• _What you are asked to do_
Select from the data all lines with the word "tracing".

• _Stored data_
________
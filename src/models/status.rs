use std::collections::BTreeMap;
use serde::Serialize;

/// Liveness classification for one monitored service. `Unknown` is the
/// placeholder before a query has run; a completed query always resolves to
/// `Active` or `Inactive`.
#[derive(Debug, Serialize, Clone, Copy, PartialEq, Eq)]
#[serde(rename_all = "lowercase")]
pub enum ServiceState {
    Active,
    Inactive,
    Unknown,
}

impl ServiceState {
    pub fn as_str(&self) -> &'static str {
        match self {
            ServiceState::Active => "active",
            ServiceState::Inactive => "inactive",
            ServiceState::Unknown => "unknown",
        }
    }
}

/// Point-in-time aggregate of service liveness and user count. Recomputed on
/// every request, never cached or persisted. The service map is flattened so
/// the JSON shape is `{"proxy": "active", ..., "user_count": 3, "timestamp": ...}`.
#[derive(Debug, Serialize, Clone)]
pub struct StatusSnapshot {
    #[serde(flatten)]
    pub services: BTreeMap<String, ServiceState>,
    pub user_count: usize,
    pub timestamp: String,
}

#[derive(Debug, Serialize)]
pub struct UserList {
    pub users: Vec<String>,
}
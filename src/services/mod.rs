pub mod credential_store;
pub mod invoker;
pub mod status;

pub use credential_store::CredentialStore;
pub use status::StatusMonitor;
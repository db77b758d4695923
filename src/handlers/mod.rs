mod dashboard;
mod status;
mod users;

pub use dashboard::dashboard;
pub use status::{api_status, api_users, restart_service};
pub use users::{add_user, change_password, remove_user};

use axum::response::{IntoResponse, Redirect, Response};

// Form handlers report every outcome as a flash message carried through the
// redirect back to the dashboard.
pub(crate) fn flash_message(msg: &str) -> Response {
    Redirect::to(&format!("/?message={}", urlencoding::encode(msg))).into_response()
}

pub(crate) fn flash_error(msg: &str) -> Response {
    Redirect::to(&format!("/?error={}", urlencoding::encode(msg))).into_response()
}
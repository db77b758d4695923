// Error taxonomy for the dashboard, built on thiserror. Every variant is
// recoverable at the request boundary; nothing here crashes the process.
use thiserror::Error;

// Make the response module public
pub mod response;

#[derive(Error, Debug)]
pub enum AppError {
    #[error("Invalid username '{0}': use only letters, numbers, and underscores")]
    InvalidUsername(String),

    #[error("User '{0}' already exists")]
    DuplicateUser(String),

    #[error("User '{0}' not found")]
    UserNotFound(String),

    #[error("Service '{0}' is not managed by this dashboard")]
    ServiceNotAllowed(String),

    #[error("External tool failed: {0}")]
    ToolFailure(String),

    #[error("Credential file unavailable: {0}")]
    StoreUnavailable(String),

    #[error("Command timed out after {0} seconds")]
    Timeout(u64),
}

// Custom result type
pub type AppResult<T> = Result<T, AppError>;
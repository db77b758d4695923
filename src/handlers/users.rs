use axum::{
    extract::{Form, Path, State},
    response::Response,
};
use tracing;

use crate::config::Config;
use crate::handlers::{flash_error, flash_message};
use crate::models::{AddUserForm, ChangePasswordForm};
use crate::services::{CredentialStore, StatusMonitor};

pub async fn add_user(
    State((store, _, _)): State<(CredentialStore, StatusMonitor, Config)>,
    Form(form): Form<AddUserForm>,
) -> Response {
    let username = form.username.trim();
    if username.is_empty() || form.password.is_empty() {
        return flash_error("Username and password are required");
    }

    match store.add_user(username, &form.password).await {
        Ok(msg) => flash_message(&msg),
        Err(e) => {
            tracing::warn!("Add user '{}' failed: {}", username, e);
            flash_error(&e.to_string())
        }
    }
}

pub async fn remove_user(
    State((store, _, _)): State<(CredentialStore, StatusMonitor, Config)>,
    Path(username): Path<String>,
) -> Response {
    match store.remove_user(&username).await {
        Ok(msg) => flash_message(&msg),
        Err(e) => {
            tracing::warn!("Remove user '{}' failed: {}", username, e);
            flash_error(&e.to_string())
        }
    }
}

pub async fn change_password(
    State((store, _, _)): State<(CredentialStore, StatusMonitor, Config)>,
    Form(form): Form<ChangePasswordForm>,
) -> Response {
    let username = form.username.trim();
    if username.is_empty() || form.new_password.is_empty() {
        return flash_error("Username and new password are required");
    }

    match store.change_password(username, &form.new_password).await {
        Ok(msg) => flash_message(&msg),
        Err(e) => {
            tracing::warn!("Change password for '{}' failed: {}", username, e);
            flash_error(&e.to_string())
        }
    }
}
________
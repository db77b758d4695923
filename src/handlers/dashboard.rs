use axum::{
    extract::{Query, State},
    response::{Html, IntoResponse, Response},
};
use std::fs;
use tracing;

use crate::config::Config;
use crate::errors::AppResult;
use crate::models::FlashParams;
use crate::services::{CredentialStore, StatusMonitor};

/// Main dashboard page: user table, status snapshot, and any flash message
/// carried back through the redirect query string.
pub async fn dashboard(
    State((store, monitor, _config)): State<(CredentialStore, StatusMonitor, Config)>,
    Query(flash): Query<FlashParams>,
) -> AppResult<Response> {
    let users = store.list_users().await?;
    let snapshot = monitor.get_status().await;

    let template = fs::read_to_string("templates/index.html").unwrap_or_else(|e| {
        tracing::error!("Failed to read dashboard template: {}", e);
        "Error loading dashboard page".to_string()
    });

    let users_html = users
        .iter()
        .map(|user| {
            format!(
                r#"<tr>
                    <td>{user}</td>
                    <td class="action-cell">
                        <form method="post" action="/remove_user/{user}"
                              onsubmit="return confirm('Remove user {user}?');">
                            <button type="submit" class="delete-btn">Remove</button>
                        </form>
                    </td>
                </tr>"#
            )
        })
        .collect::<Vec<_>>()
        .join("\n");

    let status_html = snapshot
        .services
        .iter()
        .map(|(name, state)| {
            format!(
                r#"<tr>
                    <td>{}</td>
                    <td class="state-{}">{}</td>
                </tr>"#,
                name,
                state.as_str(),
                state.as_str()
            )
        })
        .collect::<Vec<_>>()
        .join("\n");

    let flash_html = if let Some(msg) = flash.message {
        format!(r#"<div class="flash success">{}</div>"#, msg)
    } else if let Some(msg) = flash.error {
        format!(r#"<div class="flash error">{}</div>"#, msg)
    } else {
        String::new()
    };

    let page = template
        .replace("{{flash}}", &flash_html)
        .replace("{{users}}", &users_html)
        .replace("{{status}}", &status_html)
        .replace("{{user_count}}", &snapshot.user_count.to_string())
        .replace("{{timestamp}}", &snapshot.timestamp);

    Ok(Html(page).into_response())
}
________
• _Completed exercise_
use tracing;
            tracing::warn!("Add user '{}' failed: {}", username, e);
            tracing::warn!("Remove user '{}' failed: {}", username, e);
            tracing::warn!("Change password for '{}' failed: {}", username, e);
use tracing;
        tracing::error!("Failed to read dashboard template: {}", e);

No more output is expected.